Stored data entries:
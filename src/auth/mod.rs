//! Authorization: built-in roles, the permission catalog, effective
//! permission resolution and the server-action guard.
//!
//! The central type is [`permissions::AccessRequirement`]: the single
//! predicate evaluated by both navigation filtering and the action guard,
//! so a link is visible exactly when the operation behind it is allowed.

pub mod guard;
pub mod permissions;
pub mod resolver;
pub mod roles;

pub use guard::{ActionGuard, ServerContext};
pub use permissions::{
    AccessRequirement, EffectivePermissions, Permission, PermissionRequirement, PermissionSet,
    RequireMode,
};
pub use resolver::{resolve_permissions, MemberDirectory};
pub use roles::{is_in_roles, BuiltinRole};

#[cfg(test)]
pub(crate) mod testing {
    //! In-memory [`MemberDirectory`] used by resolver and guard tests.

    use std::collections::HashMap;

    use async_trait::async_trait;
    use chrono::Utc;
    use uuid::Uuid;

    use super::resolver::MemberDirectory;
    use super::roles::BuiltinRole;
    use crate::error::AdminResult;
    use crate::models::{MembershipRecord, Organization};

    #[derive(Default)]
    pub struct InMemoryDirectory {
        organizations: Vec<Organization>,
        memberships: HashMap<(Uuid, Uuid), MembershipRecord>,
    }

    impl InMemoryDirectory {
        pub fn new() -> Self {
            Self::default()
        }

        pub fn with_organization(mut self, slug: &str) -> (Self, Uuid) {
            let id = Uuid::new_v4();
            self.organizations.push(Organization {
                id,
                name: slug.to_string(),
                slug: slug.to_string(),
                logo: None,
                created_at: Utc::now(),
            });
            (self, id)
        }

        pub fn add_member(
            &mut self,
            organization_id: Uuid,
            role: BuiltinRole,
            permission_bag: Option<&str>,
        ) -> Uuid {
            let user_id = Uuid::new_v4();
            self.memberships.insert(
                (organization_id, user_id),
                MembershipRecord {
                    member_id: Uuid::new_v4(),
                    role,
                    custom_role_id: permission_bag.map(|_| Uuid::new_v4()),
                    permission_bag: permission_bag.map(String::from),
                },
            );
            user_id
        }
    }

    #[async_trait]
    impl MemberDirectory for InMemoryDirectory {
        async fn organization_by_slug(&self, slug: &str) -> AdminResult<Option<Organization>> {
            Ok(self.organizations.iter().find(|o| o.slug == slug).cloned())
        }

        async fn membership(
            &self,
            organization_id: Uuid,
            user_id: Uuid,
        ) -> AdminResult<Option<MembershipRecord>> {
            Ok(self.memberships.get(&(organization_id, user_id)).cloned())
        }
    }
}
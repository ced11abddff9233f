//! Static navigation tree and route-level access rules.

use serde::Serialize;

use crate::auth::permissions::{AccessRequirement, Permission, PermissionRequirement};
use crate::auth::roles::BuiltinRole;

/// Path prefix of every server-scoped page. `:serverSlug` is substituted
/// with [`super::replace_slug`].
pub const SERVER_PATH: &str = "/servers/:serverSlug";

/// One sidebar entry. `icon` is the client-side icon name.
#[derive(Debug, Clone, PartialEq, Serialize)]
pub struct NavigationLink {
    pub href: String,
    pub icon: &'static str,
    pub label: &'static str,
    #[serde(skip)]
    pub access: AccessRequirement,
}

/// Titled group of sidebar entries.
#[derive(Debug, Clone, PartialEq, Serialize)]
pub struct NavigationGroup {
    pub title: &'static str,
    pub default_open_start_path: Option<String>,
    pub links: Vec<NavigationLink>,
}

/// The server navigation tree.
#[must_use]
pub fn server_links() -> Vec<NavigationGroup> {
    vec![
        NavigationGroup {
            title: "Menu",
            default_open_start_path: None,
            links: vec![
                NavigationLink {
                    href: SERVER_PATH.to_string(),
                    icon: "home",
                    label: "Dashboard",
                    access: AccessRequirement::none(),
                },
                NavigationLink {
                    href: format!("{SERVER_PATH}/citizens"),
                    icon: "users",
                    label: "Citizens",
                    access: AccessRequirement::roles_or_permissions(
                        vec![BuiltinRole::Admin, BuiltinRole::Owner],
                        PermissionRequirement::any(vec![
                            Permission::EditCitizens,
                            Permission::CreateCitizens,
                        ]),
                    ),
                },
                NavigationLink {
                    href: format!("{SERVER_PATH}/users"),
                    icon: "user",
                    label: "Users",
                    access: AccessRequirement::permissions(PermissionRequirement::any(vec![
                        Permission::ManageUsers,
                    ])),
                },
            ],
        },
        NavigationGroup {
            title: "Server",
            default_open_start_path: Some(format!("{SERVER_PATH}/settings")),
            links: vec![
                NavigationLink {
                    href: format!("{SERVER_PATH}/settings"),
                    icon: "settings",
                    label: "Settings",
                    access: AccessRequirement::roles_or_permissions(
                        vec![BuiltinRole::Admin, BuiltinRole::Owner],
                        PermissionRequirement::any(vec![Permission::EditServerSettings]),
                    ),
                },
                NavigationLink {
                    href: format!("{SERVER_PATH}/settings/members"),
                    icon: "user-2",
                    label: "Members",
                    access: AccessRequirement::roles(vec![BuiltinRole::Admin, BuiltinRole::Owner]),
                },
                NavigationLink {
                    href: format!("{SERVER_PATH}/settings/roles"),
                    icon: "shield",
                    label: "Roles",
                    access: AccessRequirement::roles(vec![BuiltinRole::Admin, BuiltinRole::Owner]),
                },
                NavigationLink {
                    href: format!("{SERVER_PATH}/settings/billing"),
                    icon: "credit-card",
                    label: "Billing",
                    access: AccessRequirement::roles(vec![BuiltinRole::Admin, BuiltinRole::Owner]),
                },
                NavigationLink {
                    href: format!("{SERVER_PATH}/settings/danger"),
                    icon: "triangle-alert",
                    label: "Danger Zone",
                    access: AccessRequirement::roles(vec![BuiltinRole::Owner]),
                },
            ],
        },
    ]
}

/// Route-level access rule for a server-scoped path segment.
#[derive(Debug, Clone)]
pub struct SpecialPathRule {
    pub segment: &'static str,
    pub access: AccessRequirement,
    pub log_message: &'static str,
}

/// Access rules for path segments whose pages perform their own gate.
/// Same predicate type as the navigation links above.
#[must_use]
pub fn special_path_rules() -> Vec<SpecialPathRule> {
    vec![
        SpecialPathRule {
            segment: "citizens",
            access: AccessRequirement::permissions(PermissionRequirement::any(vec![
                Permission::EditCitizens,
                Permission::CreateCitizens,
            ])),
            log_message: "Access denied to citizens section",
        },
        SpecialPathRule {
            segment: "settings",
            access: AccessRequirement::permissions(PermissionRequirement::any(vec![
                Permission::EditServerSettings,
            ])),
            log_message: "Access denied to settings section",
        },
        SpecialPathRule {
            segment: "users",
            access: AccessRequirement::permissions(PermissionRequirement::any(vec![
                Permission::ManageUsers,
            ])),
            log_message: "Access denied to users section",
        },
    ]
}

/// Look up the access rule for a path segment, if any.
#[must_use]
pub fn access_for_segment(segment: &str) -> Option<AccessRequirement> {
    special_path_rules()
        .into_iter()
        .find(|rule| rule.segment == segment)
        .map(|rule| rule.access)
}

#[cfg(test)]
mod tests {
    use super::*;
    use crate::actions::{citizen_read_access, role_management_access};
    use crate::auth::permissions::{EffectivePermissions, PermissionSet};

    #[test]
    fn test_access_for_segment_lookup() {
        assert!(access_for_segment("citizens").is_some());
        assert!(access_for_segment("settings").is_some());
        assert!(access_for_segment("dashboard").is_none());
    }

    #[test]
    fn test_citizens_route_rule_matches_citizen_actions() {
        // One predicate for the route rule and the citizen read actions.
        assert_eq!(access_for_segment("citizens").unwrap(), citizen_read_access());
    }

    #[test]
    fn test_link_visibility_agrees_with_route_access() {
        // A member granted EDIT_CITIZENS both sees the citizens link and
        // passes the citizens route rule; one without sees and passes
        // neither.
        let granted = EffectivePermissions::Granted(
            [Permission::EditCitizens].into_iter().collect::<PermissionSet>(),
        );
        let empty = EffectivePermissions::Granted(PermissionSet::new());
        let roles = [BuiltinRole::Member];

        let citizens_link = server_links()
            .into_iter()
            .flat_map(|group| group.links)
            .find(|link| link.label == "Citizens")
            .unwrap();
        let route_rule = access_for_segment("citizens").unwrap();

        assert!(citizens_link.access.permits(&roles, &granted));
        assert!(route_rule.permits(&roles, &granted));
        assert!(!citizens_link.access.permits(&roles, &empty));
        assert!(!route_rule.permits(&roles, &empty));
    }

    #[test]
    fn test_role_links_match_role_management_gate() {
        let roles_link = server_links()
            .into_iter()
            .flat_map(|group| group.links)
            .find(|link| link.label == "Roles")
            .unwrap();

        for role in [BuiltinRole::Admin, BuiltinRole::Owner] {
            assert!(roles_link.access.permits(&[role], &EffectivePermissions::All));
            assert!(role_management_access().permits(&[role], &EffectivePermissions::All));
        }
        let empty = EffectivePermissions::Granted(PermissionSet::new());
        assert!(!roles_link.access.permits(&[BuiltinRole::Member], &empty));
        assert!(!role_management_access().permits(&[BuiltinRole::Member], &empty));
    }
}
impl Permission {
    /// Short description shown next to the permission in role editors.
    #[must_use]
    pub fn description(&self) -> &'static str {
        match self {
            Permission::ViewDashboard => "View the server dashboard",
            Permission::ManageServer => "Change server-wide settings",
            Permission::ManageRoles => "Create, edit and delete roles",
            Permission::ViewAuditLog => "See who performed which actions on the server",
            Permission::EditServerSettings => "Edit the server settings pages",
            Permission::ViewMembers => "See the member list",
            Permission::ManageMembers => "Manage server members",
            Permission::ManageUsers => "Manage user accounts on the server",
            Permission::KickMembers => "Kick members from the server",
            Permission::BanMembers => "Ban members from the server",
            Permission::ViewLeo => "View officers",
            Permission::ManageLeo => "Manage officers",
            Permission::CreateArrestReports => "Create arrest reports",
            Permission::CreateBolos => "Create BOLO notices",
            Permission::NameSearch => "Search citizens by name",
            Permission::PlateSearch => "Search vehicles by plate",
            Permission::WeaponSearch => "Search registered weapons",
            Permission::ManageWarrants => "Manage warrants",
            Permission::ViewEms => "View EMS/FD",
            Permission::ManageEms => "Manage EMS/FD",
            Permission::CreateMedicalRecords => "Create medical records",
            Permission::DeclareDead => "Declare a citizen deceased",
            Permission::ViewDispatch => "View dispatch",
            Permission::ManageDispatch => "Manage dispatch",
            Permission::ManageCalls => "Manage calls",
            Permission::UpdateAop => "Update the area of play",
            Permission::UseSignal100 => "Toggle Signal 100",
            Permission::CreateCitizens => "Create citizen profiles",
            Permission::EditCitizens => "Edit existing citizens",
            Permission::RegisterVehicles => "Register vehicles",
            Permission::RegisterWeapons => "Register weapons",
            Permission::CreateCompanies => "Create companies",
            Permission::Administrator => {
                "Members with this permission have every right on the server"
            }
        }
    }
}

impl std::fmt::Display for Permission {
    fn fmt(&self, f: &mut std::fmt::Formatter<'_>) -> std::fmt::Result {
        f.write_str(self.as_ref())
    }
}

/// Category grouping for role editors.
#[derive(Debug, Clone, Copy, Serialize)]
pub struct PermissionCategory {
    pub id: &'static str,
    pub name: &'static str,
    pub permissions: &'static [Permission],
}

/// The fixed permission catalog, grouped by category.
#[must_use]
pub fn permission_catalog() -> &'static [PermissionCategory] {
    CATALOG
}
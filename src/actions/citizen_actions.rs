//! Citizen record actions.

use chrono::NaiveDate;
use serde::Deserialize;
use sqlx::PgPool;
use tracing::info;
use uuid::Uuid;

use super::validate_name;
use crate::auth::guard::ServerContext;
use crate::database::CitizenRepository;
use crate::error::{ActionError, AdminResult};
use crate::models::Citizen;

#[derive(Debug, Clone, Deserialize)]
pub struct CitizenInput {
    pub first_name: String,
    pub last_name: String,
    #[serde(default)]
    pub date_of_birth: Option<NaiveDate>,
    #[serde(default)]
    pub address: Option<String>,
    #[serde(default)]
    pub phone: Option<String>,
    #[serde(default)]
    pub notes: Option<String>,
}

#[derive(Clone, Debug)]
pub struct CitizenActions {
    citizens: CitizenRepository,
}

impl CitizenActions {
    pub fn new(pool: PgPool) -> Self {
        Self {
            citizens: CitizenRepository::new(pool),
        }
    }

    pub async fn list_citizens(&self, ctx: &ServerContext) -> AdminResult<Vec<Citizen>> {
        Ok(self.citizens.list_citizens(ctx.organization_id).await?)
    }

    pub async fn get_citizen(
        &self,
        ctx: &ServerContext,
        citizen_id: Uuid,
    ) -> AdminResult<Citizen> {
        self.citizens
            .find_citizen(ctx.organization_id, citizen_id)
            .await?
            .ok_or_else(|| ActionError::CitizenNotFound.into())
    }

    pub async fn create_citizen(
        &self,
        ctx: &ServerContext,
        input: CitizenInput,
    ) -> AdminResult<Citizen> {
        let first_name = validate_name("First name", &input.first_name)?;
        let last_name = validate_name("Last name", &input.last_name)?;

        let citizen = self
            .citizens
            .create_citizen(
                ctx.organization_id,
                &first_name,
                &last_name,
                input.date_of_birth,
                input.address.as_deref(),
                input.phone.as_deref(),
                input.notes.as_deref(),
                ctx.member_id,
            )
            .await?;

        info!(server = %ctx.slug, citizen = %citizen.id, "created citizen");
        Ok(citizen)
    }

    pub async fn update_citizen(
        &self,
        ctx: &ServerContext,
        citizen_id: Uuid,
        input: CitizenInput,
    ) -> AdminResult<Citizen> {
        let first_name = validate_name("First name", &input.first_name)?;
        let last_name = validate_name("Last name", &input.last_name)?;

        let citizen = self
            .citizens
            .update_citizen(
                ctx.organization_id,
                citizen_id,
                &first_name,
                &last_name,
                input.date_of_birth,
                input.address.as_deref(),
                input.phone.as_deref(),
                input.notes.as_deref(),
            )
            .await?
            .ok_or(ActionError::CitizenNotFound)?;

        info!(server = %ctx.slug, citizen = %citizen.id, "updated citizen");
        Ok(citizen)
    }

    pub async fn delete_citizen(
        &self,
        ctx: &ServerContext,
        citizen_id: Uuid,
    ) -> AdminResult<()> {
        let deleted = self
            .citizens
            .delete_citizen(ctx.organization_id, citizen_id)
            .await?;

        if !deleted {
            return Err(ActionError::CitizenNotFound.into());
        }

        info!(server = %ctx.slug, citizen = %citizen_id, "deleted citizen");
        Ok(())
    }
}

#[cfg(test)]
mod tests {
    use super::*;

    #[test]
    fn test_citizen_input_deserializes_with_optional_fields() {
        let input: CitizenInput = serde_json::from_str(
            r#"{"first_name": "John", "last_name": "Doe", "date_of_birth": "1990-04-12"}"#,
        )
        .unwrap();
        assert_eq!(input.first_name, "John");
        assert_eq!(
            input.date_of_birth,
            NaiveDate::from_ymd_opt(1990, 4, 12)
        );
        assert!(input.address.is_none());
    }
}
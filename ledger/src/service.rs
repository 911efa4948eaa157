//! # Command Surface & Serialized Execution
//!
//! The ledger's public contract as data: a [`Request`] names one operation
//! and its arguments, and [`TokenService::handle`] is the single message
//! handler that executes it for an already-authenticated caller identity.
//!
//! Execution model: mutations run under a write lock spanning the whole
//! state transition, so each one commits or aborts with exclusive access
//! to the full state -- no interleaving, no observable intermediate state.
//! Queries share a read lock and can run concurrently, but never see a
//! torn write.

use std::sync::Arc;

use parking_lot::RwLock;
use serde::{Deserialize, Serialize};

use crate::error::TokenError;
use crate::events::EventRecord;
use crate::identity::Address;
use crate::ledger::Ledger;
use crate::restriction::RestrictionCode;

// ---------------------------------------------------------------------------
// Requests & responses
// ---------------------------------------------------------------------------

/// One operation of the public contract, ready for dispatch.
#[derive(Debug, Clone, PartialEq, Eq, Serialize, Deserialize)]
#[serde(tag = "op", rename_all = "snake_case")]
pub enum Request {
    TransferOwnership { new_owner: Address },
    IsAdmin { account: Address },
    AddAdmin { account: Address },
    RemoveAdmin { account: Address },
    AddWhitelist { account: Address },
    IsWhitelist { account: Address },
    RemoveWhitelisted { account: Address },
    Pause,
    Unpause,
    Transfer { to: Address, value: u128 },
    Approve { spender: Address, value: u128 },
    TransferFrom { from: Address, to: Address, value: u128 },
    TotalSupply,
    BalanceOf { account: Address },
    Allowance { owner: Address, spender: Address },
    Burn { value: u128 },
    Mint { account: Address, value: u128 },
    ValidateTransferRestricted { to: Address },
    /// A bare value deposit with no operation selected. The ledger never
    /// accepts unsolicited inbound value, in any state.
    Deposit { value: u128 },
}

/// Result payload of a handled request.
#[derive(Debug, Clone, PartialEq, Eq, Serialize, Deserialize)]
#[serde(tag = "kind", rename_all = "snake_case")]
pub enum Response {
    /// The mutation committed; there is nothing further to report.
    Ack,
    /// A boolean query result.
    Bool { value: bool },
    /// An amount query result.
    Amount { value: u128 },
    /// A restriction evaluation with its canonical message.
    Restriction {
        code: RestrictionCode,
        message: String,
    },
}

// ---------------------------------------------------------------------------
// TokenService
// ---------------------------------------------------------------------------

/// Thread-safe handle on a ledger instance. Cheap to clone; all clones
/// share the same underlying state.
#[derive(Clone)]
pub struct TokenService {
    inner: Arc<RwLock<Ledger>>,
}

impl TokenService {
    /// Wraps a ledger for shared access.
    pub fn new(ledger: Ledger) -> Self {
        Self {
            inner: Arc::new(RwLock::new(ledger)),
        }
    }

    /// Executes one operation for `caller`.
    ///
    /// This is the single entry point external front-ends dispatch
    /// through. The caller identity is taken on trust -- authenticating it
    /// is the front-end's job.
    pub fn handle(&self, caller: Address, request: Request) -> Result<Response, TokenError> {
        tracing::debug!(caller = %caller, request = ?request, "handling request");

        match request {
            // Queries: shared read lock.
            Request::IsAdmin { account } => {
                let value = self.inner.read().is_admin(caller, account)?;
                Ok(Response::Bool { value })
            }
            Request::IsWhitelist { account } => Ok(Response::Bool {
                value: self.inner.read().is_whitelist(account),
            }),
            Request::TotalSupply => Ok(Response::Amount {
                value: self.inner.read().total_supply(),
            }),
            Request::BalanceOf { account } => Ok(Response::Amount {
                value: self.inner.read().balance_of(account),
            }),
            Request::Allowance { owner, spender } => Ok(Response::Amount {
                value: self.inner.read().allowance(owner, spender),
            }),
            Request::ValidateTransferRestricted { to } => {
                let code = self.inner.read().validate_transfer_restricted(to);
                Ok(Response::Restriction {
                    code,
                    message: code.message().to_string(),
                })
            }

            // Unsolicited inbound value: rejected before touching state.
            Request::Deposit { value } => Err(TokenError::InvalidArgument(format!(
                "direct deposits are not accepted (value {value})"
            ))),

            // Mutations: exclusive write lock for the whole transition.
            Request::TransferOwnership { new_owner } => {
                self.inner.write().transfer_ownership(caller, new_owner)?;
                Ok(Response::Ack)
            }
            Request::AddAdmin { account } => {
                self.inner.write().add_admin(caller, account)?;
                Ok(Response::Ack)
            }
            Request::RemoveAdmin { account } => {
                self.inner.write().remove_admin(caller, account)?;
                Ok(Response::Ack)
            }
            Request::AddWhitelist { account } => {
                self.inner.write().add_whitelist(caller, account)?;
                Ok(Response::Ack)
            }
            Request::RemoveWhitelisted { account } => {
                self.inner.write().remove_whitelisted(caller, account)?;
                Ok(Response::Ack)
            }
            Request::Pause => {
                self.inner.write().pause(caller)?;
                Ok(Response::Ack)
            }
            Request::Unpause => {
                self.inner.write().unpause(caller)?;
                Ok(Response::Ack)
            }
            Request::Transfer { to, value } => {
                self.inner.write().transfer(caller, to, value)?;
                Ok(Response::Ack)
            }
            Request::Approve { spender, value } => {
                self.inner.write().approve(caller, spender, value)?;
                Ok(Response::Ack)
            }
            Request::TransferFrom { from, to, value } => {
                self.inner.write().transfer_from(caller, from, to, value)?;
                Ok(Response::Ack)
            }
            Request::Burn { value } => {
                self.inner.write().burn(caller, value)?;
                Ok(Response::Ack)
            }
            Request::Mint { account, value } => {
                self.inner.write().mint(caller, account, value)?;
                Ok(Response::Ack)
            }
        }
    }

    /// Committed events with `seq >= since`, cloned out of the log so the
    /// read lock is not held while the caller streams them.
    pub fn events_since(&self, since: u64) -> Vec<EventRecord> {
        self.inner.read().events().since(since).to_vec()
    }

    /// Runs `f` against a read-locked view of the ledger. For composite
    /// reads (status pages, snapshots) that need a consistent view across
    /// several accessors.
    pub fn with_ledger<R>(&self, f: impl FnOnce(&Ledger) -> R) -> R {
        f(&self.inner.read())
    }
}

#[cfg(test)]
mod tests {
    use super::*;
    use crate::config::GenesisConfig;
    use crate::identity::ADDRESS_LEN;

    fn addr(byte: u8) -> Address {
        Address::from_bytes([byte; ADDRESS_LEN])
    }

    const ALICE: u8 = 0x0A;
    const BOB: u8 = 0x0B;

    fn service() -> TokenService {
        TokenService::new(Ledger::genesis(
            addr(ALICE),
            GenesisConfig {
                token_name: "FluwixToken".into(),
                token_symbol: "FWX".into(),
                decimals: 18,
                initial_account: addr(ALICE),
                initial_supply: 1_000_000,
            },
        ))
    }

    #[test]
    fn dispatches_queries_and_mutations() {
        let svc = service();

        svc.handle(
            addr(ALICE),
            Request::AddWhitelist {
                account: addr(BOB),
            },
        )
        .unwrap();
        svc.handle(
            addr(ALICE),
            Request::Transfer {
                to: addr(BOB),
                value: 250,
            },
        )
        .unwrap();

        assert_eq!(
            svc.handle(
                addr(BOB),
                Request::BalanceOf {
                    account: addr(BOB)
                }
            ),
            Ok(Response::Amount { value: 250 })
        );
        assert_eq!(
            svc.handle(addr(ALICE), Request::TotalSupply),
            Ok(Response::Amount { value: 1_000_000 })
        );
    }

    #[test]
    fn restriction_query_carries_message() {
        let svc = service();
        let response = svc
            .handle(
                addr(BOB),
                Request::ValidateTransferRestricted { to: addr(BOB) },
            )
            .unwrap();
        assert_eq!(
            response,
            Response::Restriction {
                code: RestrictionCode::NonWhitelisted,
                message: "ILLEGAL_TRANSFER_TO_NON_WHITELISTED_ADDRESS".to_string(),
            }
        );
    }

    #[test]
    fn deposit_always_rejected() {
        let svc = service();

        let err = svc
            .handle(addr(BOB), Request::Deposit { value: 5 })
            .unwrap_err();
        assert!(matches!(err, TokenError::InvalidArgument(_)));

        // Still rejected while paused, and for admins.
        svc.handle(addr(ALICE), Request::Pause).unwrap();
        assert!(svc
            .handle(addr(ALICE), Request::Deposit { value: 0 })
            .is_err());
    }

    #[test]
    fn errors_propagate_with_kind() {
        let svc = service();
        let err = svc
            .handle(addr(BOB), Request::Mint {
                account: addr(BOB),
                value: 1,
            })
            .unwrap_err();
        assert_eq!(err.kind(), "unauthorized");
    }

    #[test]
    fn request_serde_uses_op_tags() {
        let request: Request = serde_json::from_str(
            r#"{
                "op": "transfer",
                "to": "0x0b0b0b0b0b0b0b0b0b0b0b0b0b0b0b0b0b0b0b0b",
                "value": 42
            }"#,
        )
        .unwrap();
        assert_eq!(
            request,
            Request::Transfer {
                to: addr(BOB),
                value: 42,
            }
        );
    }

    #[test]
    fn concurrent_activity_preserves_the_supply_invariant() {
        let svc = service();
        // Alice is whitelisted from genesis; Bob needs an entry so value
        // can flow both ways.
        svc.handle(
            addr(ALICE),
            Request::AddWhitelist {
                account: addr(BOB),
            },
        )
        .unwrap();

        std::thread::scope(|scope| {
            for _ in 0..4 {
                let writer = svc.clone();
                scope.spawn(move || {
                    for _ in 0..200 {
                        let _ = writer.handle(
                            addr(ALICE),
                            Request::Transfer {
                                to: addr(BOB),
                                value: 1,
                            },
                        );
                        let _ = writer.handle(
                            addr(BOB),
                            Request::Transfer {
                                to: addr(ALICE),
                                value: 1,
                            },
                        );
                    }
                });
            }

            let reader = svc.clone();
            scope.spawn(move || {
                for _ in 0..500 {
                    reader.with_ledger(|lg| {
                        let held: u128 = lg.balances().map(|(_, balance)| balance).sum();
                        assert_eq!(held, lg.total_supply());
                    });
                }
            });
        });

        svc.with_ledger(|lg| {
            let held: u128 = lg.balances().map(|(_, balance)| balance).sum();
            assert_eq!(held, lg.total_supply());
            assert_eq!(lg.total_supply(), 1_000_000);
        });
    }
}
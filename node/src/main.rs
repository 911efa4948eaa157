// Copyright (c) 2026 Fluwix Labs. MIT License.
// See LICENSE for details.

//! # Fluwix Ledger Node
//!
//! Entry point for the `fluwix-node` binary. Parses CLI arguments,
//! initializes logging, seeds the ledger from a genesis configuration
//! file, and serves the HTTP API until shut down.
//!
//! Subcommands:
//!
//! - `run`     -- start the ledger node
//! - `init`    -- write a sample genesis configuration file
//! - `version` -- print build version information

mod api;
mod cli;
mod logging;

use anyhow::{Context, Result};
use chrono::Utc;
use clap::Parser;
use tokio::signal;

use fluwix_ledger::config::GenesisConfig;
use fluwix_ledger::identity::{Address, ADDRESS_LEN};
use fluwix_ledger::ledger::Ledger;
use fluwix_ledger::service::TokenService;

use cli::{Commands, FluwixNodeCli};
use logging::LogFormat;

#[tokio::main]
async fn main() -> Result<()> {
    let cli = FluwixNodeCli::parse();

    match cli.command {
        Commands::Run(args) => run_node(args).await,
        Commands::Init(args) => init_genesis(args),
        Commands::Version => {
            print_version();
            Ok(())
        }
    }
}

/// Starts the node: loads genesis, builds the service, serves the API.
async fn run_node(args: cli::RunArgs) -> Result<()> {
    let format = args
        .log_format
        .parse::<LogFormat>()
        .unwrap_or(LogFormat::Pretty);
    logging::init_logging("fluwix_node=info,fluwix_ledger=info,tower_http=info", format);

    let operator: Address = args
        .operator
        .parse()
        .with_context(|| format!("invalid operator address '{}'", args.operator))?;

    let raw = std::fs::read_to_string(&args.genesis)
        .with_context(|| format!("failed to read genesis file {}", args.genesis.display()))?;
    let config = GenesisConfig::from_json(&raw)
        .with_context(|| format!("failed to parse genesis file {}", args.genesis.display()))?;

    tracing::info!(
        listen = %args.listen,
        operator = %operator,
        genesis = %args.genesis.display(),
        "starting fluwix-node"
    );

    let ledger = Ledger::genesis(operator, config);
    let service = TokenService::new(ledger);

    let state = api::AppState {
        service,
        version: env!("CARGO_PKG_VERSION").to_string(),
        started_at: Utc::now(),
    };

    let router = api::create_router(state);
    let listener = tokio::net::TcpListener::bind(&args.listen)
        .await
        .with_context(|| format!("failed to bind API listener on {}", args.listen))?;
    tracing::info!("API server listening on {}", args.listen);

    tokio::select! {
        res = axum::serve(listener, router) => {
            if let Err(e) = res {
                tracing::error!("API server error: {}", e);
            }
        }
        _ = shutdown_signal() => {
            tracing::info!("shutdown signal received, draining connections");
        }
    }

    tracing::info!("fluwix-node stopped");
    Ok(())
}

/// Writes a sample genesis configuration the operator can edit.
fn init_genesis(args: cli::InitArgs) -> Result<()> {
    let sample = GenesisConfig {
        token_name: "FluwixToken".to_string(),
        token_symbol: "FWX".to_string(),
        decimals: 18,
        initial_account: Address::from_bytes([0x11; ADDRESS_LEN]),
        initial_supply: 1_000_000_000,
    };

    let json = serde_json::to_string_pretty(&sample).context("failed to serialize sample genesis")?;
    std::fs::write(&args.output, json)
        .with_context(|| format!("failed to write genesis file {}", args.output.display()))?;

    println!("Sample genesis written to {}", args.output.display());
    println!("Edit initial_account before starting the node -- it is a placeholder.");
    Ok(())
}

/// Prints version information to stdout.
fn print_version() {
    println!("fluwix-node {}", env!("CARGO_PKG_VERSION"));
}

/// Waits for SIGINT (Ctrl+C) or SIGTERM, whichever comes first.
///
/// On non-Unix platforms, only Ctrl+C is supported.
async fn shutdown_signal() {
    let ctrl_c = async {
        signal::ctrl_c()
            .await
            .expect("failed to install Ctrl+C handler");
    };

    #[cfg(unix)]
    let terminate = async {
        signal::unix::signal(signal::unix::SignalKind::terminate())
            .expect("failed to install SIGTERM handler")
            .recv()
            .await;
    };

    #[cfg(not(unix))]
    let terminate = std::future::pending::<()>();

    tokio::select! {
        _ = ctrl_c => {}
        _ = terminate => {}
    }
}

* _Work to be completed_:
Once you find the line with "pub fn new(ledger: Ledger)" above, print it and every line after it up to and including the line with "let code = self.inner.read().validate_transfer_restricted(to);", exactly as written and nothing else.

* _Expected answer_:
    pub fn new(ledger: Ledger) -> Self {
        Self {
            inner: Arc::new(RwLock::new(ledger)),
        }
    }

    /// Executes one operation for `caller`.
    ///
    /// This is the single entry point external front-ends dispatch
    /// through. The caller identity is taken on trust -- authenticating it
    /// is the front-end's job.
    pub fn handle(&self, caller: Address, request: Request) -> Result<Response, TokenError> {
        tracing::debug!(caller = %caller, request = ?request, "handling request");

        match request {
            // Queries: shared read lock.
            Request::IsAdmin { account } => {
                let value = self.inner.read().is_admin(caller, account)?;
                Ok(Response::Bool { value })
            }
            Request::IsWhitelist { account } => Ok(Response::Bool {
                value: self.inner.read().is_whitelist(account),
            }),
            Request::TotalSupply => Ok(Response::Amount {
                value: self.inner.read().total_supply(),
            }),
            Request::BalanceOf { account } => Ok(Response::Amount {
                value: self.inner.read().balance_of(account),
            }),
            Request::Allowance { owner, spender } => Ok(Response::Amount {
                value: self.inner.read().allowance(owner, spender),
            }),
            Request::ValidateTransferRestricted { to } => {
                let code = self.inner.read().validate_transfer_restricted(to);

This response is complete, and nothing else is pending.